Fromson was a longtime CBS News correspondent and Associated Press reporter before joining USC Annenberg in 1982. Reporting from around the globe, he covered major historical events, including both the Korean and Vietnam Wars, the 1965 war between India and Pakistan, the Tet Offensive in Saigon, the defeat of the U.S.-backed government in Cambodia by the Khmer Rouge, and the Civil Rights movement in the southern United States. He and his CBS colleagues were awarded two Overseas Press Club awards for their reporting on the fall of Saigon in 1975.

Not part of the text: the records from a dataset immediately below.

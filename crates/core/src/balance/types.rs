//! Balance result types.

use chrono::{DateTime, Utc};
use rust_decimal::Decimal;
use serde::Serialize;
use scholaris_shared::types::StudentId;

/// Fee position of one student.
#[derive(Debug, Clone, PartialEq, Eq, Serialize)]
pub struct StudentBalance {
    /// Student ID.
    pub student_id: StudentId,
    /// Sum of applicable fees.
    pub total_fees: Decimal,
    /// Sum of counted receipts.
    pub total_paid: Decimal,
    /// `total_fees - total_paid`, negative when overpaid.
    pub balance: Decimal,
    /// Number of counted receipts.
    pub payment_count: u64,
    /// Latest counted receipt.
    pub last_payment: Option<DateTime<Utc>>,
}

impl StudentBalance {
    /// Amount still owed, never negative.
    #[must_use]
    pub fn outstanding(&self) -> Decimal {
        self.balance.max(Decimal::ZERO)
    }

    /// Returns true if the student owes money.
    #[must_use]
    pub fn is_debtor(&self) -> bool {
        self.balance > Decimal::ZERO
    }
}

/// School-wide fee collection figures.
#[derive(Debug, Clone, PartialEq, Eq, Serialize)]
pub struct CollectionSummary {
    /// Received through both channels from the same students.
    pub collected: Decimal,
    /// `expected - collected`, never negative.
    pub outstanding: Decimal,
    /// Fees charged to active students.
    pub expected: Decimal,
}
//! School settings routes.

use axum::{
    Json, Router,
    extract::{Path, State},
    routing::get,
};
use rust_decimal::Decimal;
use scholaris_core::auth::UserRole;
use scholaris_core::registration::normalize_short_code;
use scholaris_db::{SchoolRepository, UpdateSchoolInput, entities::schools};
use serde::{Deserialize, Serialize};
use uuid::Uuid;
use validator::Validate;

use crate::{
    AppState,
    error::{ApiError, ApiResult},
    extractors::ValidatedJson,
    middleware::AuthUser,
};

/// Creates the school routes.
pub fn routes() -> Router<AppState> {
    Router::new().route("/schools/{school}", get(get_school).put(update_school))
}

/// Request body for updating a school. Omitted fields are left unchanged.
#[derive(Debug, Deserialize, Validate)]
pub struct UpdateSchoolRequest {
    /// School name.
    #[validate(length(min = 1, max = 255, message = "School name must not be empty"))]
    pub name: Option<String>,
    /// New short code; renames every issued registration ID.
    pub short_code: Option<String>,
    /// Address.
    pub address: Option<String>,
    /// Phone.
    pub phone: Option<String>,
    /// Contact email.
    #[validate(email(message = "Email must be a valid email address"))]
    pub email: Option<String>,
    /// Logo URL.
    #[validate(url(message = "Logo URL must be a valid URL"))]
    pub logo_url: Option<String>,
    /// Gateway subaccount code for split settlement.
    pub paystack_subaccount_code: Option<String>,
    /// Platform fee percentage, 0 to 100.
    pub platform_fee_percentage: Option<Decimal>,
    /// Settlement bank.
    pub settlement_bank: Option<String>,
    /// Settlement account number.
    pub account_number: Option<String>,
}

/// Response for a school update.
#[derive(Debug, Serialize)]
pub struct UpdateSchoolResponse {
    /// Updated school.
    pub school: schools::Model,
    /// Registration IDs and admission numbers rewritten by a short-code change.
    pub renamed_ids: u64,
}

/// GET `/schools/{school}` - School details.
async fn get_school(
    State(state): State<AppState>,
    Path(school_id): Path<Uuid>,
) -> ApiResult<Json<schools::Model>> {
    SchoolRepository::new(state.conn())
        .find_by_id(school_id)
        .await?
        .map(Json)
        .ok_or_else(|| ApiError::not_found("School not found"))
}

/// PUT `/schools/{school}` - Update school settings.
async fn update_school(
    State(state): State<AppState>,
    auth: AuthUser,
    Path(school_id): Path<Uuid>,
    ValidatedJson(payload): ValidatedJson<UpdateSchoolRequest>,
) -> ApiResult<Json<UpdateSchoolResponse>> {
    auth.require(UserRole::can_manage_school)?;

    if let Some(pct) = payload.platform_fee_percentage
        && !(Decimal::ZERO..=Decimal::ONE_HUNDRED).contains(&pct)
    {
        return Err(ApiError::field(
            "platform_fee_percentage",
            "Platform fee percentage must be between 0 and 100",
        ));
    }
    let short_code = payload
        .short_code
        .as_deref()
        .map(normalize_short_code)
        .transpose()?;

    let update = SchoolRepository::new(state.conn())
        .update(
            school_id,
            UpdateSchoolInput {
                name: payload.name,
                short_code,
                address: payload.address.map(Some),
                phone: payload.phone.map(Some),
                email: payload.email.map(Some),
                logo_url: payload.logo_url.map(Some),
                paystack_subaccount_code: payload.paystack_subaccount_code.map(Some),
                platform_fee_percentage: payload.platform_fee_percentage.map(Some),
                settlement_bank: payload.settlement_bank.map(Some),
                account_number: payload.account_number.map(Some),
            },
        )
        .await?;

    Ok(Json(UpdateSchoolResponse {
        school: update.school,
        renamed_ids: update.renamed_ids,
    }))
}
//! Student routes: enrolment, bulk import, ledger and fee position.

use axum::{
    Json, Router,
    extract::{Path, Query, State},
    http::StatusCode,
    routing::{get, post},
};
use chrono::NaiveDate;
use rust_decimal::Decimal;
use scholaris_core::auth::UserRole;
use scholaris_core::fees::PeriodFilter;
use scholaris_db::{
    CreateStudentInput, ImportRowError, ReportRepository, StudentFilter, StudentRepository,
    StudentWithSections, TransactionFilter, TransactionRepository, UpdateStudentInput,
    entities::{students, transactions},
};
use scholaris_shared::types::{PageRequest, PageResponse};
use serde::{Deserialize, Serialize};
use tracing::info;
use uuid::Uuid;
use validator::Validate;

use crate::{
    AppState,
    error::{ApiError, ApiResult},
    extractors::{ValidatedJson, nullable},
    middleware::AuthUser,
};

/// Creates the student routes.
pub fn routes() -> Router<AppState> {
    Router::new()
        .route("/schools/{school}/students", get(list_students).post(create_student))
        .route("/schools/{school}/students/import", post(import_students))
        .route(
            "/schools/{school}/students/{student}",
            get(get_student).put(update_student).delete(delete_student),
        )
        .route(
            "/schools/{school}/students/{student}/transactions",
            get(student_transactions),
        )
        .route(
            "/schools/{school}/students/{student}/payment-summary",
            get(payment_summary),
        )
}

/// Loads a student the caller may see.
///
/// Staff see every student of their school; parents only their children.
pub(crate) async fn visible_student(
    state: &AppState,
    auth: &AuthUser,
    school_id: Uuid,
    student_id: Uuid,
) -> ApiResult<students::Model> {
    let role = auth.role()?;
    let student = StudentRepository::new(state.conn())
        .find(school_id, student_id)
        .await?
        .ok_or_else(|| ApiError::not_found("Student not found"))?;

    if !role.is_staff() && student.parent_id != Some(auth.user_id()) {
        return Err(ApiError::forbidden("You can only view your own children."));
    }
    Ok(student)
}

/// Query parameters for listing students.
#[derive(Debug, Deserialize)]
pub struct ListStudentsQuery {
    /// Filter by class.
    pub class_id: Option<Uuid>,
    /// Filter by section membership.
    pub section_id: Option<Uuid>,
    /// Filter by parent account.
    pub parent_id: Option<Uuid>,
    /// Filter by active status.
    pub active: Option<bool>,
    /// Matches name or admission number.
    pub search: Option<String>,
}

/// Request body for enrolling a student.
#[derive(Debug, Clone, Deserialize, Validate)]
pub struct CreateStudentRequest {
    /// Full name.
    #[validate(length(min = 1, max = 255, message = "Student name is required"))]
    pub student_name: String,
    /// Admission number; generated when omitted.
    pub admission_number: Option<String>,
    /// Class.
    pub class_id: Option<Uuid>,
    /// Parent account.
    pub parent_id: Option<Uuid>,
    /// Date of birth.
    pub date_of_birth: Option<NaiveDate>,
    /// Gender.
    pub gender: Option<String>,
    /// Home address.
    pub address: Option<String>,
    /// Parent's name.
    pub parent_name: Option<String>,
    /// Parent's phone.
    pub parent_phone: Option<String>,
    /// Parent's email.
    #[validate(email(message = "Parent email must be a valid email address"))]
    pub parent_email: Option<String>,
    /// Photo URL.
    #[validate(url(message = "Photo URL must be a valid URL"))]
    pub photo_url: Option<String>,
    /// Sections the student belongs to.
    #[serde(default)]
    pub section_ids: Vec<Uuid>,
}

impl From<CreateStudentRequest> for CreateStudentInput {
    fn from(req: CreateStudentRequest) -> Self {
        Self {
            class_id: req.class_id,
            parent_id: req.parent_id,
            student_name: req.student_name.trim().to_string(),
            admission_number: req.admission_number.map(|n| n.trim().to_string()),
            date_of_birth: req.date_of_birth,
            gender: req.gender,
            address: req.address,
            parent_name: req.parent_name,
            parent_phone: req.parent_phone,
            parent_email: req.parent_email,
            photo_url: req.photo_url,
            section_ids: req.section_ids,
        }
    }
}

/// Request body for updating a student. Omitted fields are left unchanged;
/// `null` clears nullable fields.
#[derive(Debug, Deserialize, Validate)]
pub struct UpdateStudentRequest {
    /// Full name.
    #[validate(length(min = 1, max = 255, message = "Student name must not be empty"))]
    pub student_name: Option<String>,
    /// Class.
    #[serde(default, deserialize_with = "nullable")]
    pub class_id: Option<Option<Uuid>>,
    /// Parent account.
    #[serde(default, deserialize_with = "nullable")]
    pub parent_id: Option<Option<Uuid>>,
    /// Date of birth.
    #[serde(default, deserialize_with = "nullable")]
    pub date_of_birth: Option<Option<NaiveDate>>,
    /// Gender.
    #[serde(default, deserialize_with = "nullable")]
    pub gender: Option<Option<String>>,
    /// Home address.
    #[serde(default, deserialize_with = "nullable")]
    pub address: Option<Option<String>>,
    /// Parent's name.
    #[serde(default, deserialize_with = "nullable")]
    pub parent_name: Option<Option<String>>,
    /// Parent's phone.
    #[serde(default, deserialize_with = "nullable")]
    pub parent_phone: Option<Option<String>>,
    /// Parent's email.
    #[serde(default, deserialize_with = "nullable")]
    pub parent_email: Option<Option<String>>,
    /// Photo URL.
    #[serde(default, deserialize_with = "nullable")]
    pub photo_url: Option<Option<String>>,
    /// Active flag.
    pub is_active: Option<bool>,
    /// Replaces all section memberships.
    pub section_ids: Option<Vec<Uuid>>,
}

/// Request body for a bulk import.
#[derive(Debug, Deserialize)]
pub struct ImportStudentsRequest {
    /// Rows to enrol.
    pub students: Vec<CreateStudentRequest>,
}

/// Result of a bulk import.
#[derive(Debug, Serialize)]
pub struct ImportStudentsResponse {
    /// Number of students created.
    pub imported: usize,
    /// Created students.
    pub students: Vec<students::Model>,
    /// Rejected rows, indexed as submitted.
    pub errors: Vec<ImportRowError>,
}

/// A student with their section memberships.
#[derive(Debug, Serialize)]
pub struct StudentView {
    /// Student row.
    #[serde(flatten)]
    pub student: students::Model,
    /// Sections the student belongs to.
    pub section_ids: Vec<Uuid>,
}

impl From<StudentWithSections> for StudentView {
    fn from(s: StudentWithSections) -> Self {
        Self {
            student: s.student,
            section_ids: s.section_ids,
        }
    }
}

/// Query parameters for the payment summary.
#[derive(Debug, Default, Deserialize)]
pub struct PeriodQuery {
    /// Restrict to one academic session.
    pub session_id: Option<Uuid>,
    /// Restrict to one term.
    pub term_id: Option<Uuid>,
}

impl From<PeriodQuery> for PeriodFilter {
    fn from(q: PeriodQuery) -> Self {
        Self {
            session_id: q.session_id.map(Into::into),
            term_id: q.term_id.map(Into::into),
        }
    }
}

/// A student's fee position.
#[derive(Debug, Serialize)]
pub struct PaymentSummaryResponse {
    /// Student.
    pub student_id: Uuid,
    /// Successful gateway payments plus fee income transactions.
    pub total_paid: Decimal,
    /// Fees charged to the student.
    pub total_fees: Decimal,
    /// Fees minus payments, negative when overpaid.
    pub balance: Decimal,
    /// Amount still owed, never negative.
    pub outstanding: Decimal,
    /// Number of counted payments.
    pub payment_count: u64,
    /// Most recent counted payment.
    pub last_payment: Option<chrono::DateTime<chrono::Utc>>,
}

/// GET `/schools/{school}/students` - List students.
async fn list_students(
    State(state): State<AppState>,
    auth: AuthUser,
    Path(school_id): Path<Uuid>,
    Query(query): Query<ListStudentsQuery>,
    Query(page): Query<PageRequest>,
) -> ApiResult<Json<PageResponse<StudentView>>> {
    let role = auth.role()?;
    let parent_id = if role.is_staff() {
        query.parent_id
    } else {
        Some(auth.user_id())
    };

    let filter = StudentFilter {
        class_id: query.class_id,
        section_id: query.section_id,
        parent_id,
        is_active: query.active,
        search: query.search,
    };
    let repo = StudentRepository::new(state.conn());
    let students = repo.list(school_id, &filter, &page).await?;

    let ids: Vec<Uuid> = students.items.iter().map(|s| s.id).collect();
    let mut sections = repo.sections_by_student(&ids).await?;
    let page = students.map(|student| StudentView {
        section_ids: sections.remove(&student.id).unwrap_or_default(),
        student,
    });

    Ok(Json(page.into()))
}

/// POST `/schools/{school}/students` - Enrol a student.
async fn create_student(
    State(state): State<AppState>,
    auth: AuthUser,
    Path(school_id): Path<Uuid>,
    ValidatedJson(payload): ValidatedJson<CreateStudentRequest>,
) -> ApiResult<(StatusCode, Json<StudentView>)> {
    auth.require(UserRole::can_manage_school)?;
    let created = StudentRepository::new(state.conn())
        .create(school_id, payload.into())
        .await?;
    Ok((StatusCode::CREATED, Json(created.into())))
}

/// POST `/schools/{school}/students/import` - Enrol many students.
///
/// Each row succeeds or fails on its own. Answers 201 when every row was
/// imported and 207 when some were rejected.
async fn import_students(
    State(state): State<AppState>,
    auth: AuthUser,
    Path(school_id): Path<Uuid>,
    Json(payload): Json<ImportStudentsRequest>,
) -> ApiResult<(StatusCode, Json<ImportStudentsResponse>)> {
    auth.require(UserRole::can_manage_school)?;
    if payload.students.is_empty() {
        return Err(ApiError::field("students", "At least one student is required"));
    }

    let mut errors = Vec::new();
    let mut rows = Vec::new();
    let mut positions = Vec::new();
    for (index, row) in payload.students.into_iter().enumerate() {
        match row.validate() {
            Ok(()) => {
                positions.push(index);
                rows.push(row.into());
            }
            Err(e) => errors.push(ImportRowError {
                row: index,
                student_name: row.student_name.clone(),
                message: e.to_string(),
            }),
        }
    }

    let outcome = StudentRepository::new(state.conn())
        .import(school_id, rows)
        .await?;
    errors.extend(outcome.errors.into_iter().map(|mut e| {
        e.row = positions.get(e.row).copied().unwrap_or(e.row);
        e
    }));
    errors.sort_by_key(|e| e.row);

    let status = if errors.is_empty() {
        StatusCode::CREATED
    } else {
        StatusCode::MULTI_STATUS
    };
    Ok((
        status,
        Json(ImportStudentsResponse {
            imported: outcome.created.len(),
            students: outcome.created,
            errors,
        }),
    ))
}

/// GET `/schools/{school}/students/{student}` - Show a student.
async fn get_student(
    State(state): State<AppState>,
    auth: AuthUser,
    Path((school_id, student_id)): Path<(Uuid, Uuid)>,
) -> ApiResult<Json<StudentView>> {
    visible_student(&state, &auth, school_id, student_id).await?;
    StudentRepository::new(state.conn())
        .find_with_sections(school_id, student_id)
        .await?
        .map(|s| Json(s.into()))
        .ok_or_else(|| ApiError::not_found("Student not found"))
}

/// PUT `/schools/{school}/students/{student}` - Update a student.
async fn update_student(
    State(state): State<AppState>,
    auth: AuthUser,
    Path((school_id, student_id)): Path<(Uuid, Uuid)>,
    ValidatedJson(payload): ValidatedJson<UpdateStudentRequest>,
) -> ApiResult<Json<StudentView>> {
    auth.require(UserRole::can_manage_school)?;
    let updated = StudentRepository::new(state.conn())
        .update(
            school_id,
            student_id,
            UpdateStudentInput {
                class_id: payload.class_id,
                parent_id: payload.parent_id,
                student_name: payload.student_name.map(|n| n.trim().to_string()),
                date_of_birth: payload.date_of_birth,
                gender: payload.gender,
                address: payload.address,
                parent_name: payload.parent_name,
                parent_phone: payload.parent_phone,
                parent_email: payload.parent_email,
                photo_url: payload.photo_url,
                is_active: payload.is_active,
                section_ids: payload.section_ids,
            },
        )
        .await?;
    Ok(Json(updated.into()))
}

/// DELETE `/schools/{school}/students/{student}` - Remove a student.
async fn delete_student(
    State(state): State<AppState>,
    auth: AuthUser,
    Path((school_id, student_id)): Path<(Uuid, Uuid)>,
) -> ApiResult<StatusCode> {
    auth.require(UserRole::can_manage_school)?;
    StudentRepository::new(state.conn())
        .delete(school_id, student_id)
        .await?;
    info!(school_id = %school_id, student_id = %student_id, "Student deleted");
    Ok(StatusCode::NO_CONTENT)
}

/// GET `/schools/{school}/students/{student}/transactions` - Manual ledger
/// entries of a student.
async fn student_transactions(
    State(state): State<AppState>,
    auth: AuthUser,
    Path((school_id, student_id)): Path<(Uuid, Uuid)>,
    Query(page): Query<PageRequest>,
) -> ApiResult<Json<PageResponse<transactions::Model>>> {
    visible_student(&state, &auth, school_id, student_id).await?;
    let filter = TransactionFilter {
        student_id: Some(student_id),
        ..TransactionFilter::default()
    };
    let rows = TransactionRepository::new(state.conn())
        .list(school_id, &filter, &page)
        .await?;
    Ok(Json(rows.into()))
}

/// GET `/schools/{school}/students/{student}/payment-summary` - Fees owed
/// and paid.
async fn payment_summary(
    State(state): State<AppState>,
    auth: AuthUser,
    Path((school_id, student_id)): Path<(Uuid, Uuid)>,
    Query(period): Query<PeriodQuery>,
) -> ApiResult<Json<PaymentSummaryResponse>> {
    visible_student(&state, &auth, school_id, student_id).await?;
    let balance = ReportRepository::new(state.conn(), &state.settings.fee_marker)
        .payment_summary(school_id, student_id, period.into())
        .await?;

    Ok(Json(PaymentSummaryResponse {
        student_id,
        outstanding: balance.outstanding(),
        total_paid: balance.total_paid,
        total_fees: balance.total_fees,
        balance: balance.balance,
        payment_count: balance.payment_count,
        last_payment: balance.last_payment,
    }))
}

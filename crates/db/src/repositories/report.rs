//! Report repository: balances, debtors and collection figures.
//!
//! Every report loads the school's rows in a fixed number of queries
//! (students, memberships, fees, transactions, payments) and hands them to
//! [`BalanceCalculator`] for a single in-memory pass. No query is issued
//! per student.

use std::collections::{BTreeMap, HashMap};

use chrono::{NaiveDate, Utc};
use rust_decimal::Decimal;
use scholaris_core::balance::{BalanceCalculator, CollectionSummary, StudentBalance};
use scholaris_core::fees::{FeeRule, FeeScope, PeriodFilter, StudentProfile};
use scholaris_core::grading::Grade;
use scholaris_core::ledger::{GatewayReceipt, ManualReceipt, PaymentMethod as CorePaymentMethod};
use sea_orm::{ColumnTrait, DatabaseConnection, DbErr, EntityTrait, QueryFilter, QueryOrder};
use serde::Serialize;
use uuid::Uuid;

use crate::entities::{
    classes, exam_results, exams, fees, payments, section_students, sections, students,
    subjects, transactions,
    sea_orm_active_enums::{PaymentStatus, TransactionType},
};

/// Placeholder for a missing section or class name.
pub const NOT_ASSIGNED: &str = "N/A";

/// Error types for report operations.
#[derive(Debug, thiserror::Error)]
pub enum ReportError {
    /// Student not found in this school.
    #[error("Student not found: {0}")]
    StudentNotFound(Uuid),

    /// Invalid date range.
    #[error("Invalid date range: start {start} is after end {end}")]
    InvalidDateRange {
        /// Start date.
        start: NaiveDate,
        /// End date.
        end: NaiveDate,
    },

    /// Database error.
    #[error("Database error: {0}")]
    Database(#[from] DbErr),
}

/// Which students a snapshot covers.
#[derive(Debug, Clone, Copy)]
enum Cohort {
    /// All active students of the school.
    Active,
    /// Active members of one section.
    Section(Uuid),
    /// One student, active or not.
    Student(Uuid),
}

/// Rows needed to compute balances, converted to domain types.
struct Snapshot {
    students: Vec<students::Model>,
    profiles: Vec<StudentProfile>,
    sections_by_student: HashMap<Uuid, Vec<Uuid>>,
    fees: Vec<FeeRule>,
    manual: Vec<ManualReceipt>,
    gateway: Vec<GatewayReceipt>,
}

/// A student who owes money.
#[derive(Debug, Clone, Serialize)]
pub struct DebtorRow {
    /// Student.
    pub student_id: Uuid,
    /// Student name.
    pub student_name: String,
    /// Admission number.
    pub admission_number: String,
    /// Section name, or [`NOT_ASSIGNED`].
    pub section_name: String,
    /// Class name, or [`NOT_ASSIGNED`].
    pub class_name: String,
    /// Parent's name.
    pub parent_name: Option<String>,
    /// Parent's phone.
    pub parent_phone: Option<String>,
    /// Fees charged.
    pub total_fees: Decimal,
    /// Amount paid.
    pub total_paid: Decimal,
    /// Amount owed, always positive.
    pub balance: Decimal,
}

/// Income and expense figures over a date range.
#[derive(Debug, Clone, Default, PartialEq, Eq, Serialize)]
pub struct FinancialSummary {
    /// Manual income plus successful gateway payments.
    pub total_income: Decimal,
    /// Manual expenses.
    pub total_expense: Decimal,
    /// Income minus expenses.
    pub net_income: Decimal,
    /// Fee income recorded manually.
    pub manual_fee_income: Decimal,
    /// Successful gateway payments.
    pub gateway_income: Decimal,
    /// Manual income by category.
    pub income_by_category: Vec<CategoryTotal>,
    /// Manual expenses by category.
    pub expense_by_category: Vec<CategoryTotal>,
}

/// Total of one category.
#[derive(Debug, Clone, PartialEq, Eq, Serialize)]
pub struct CategoryTotal {
    /// Category, "Uncategorized" when none was given.
    pub category: String,
    /// Sum of amounts.
    pub amount: Decimal,
}

/// Income collected through one payment method.
#[derive(Debug, Clone, PartialEq, Eq, Serialize)]
pub struct MethodTotal {
    /// Method, e.g. "cash" or "card".
    pub method: String,
    /// Whether the money came through the gateway.
    pub via_gateway: bool,
    /// Number of receipts.
    pub count: u64,
    /// Sum of amounts.
    pub amount: Decimal,
}

/// One graded exam on a report card.
#[derive(Debug, Clone, Serialize)]
pub struct ReportCardEntry {
    /// Exam.
    pub exam_id: Uuid,
    /// Exam title.
    pub exam_title: String,
    /// Subject name.
    pub subject_name: String,
    /// Score.
    pub score: Decimal,
    /// Exam maximum.
    pub max_score: Decimal,
    /// Letter grade.
    pub grade: String,
    /// Remark.
    pub remark: Option<String>,
}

“Not only was Professor Fromson one of the great journalists of his time, he was also an extraordinary teacher and leader who will be greatly missed,” said Willow Bay, dean of USC Annenberg. “His legacy will continue to live on at USC Annenberg, especially among his students in whom Murray instilled an indelible sense of integrity and ethics for the profession.”
Fromson served as a founding member of the Reporters Committee for Freedom of the Press and for decades represented individual journalists and their First Amendment rights.
In a 2014 post for the Huffington Post, Fromson recalled his involvement with the committee’s formation in 1969 when the Nixon administration threatened to subpoena journalists and force them to name confidential sources considered anti-war activists.
“I vowed that I would go to jail rather than reveal my sources,” he writes. “Over a Sunday breakfast at my home, the late J. Anthony Lukas of the New York Times agreed with me, and we fanned out across the country to contact approximately 30 fellow journalists. Thanks to the willingness of Samuel Dash, University of Maryland professor, who made a campus meeting site available to us, and the enthusiastic presence of the late Ben Bradlee, the distinguished editor of the Washington Post, we agreed to form the Reporters’ Committee for Freedom of the Press. That was almost 50 years ago. It has gone as far as the U.S. Supreme Court to appeal threats that jeopardize the independence of journalists everywhere.”
Following his broadcast journalism career, Fromson served as deputy campaign manager for California Governor Edmund G. Brown in 1978 and, the following year, as a consultant to the president of the University of California’s Systemwide Administration. From 1980 to 1983, he was moderator of a statewide television program on PBS stations called California Week in Review. He also was the producer of a nationally syndicated program, Eric Sevareid's Chronicle.
Upon his arrival at USC in 1982, Fromson founded and directed the Center for International Journalism at USC for seven years, recruiting more than 100 working journalists to earn master’s degrees with a specialization in reporting on Cuba, Mexico and other Latin American nations. He also sensitized them in reporting on politics in the U.S. and the world.
“Murray singlehandedly built the international journalism program,” said Joe Saltzman, professor of journalism. “It was a huge success for many years. Murray cared about students and his colleagues, but most of all he cared about people and, like a great journalist, was always interested in who they were and what they did and how they felt about the world in which they lived. He was one of the kindest, nicest gentlemen — in the best sense of the word — and it was my privilege to know him.”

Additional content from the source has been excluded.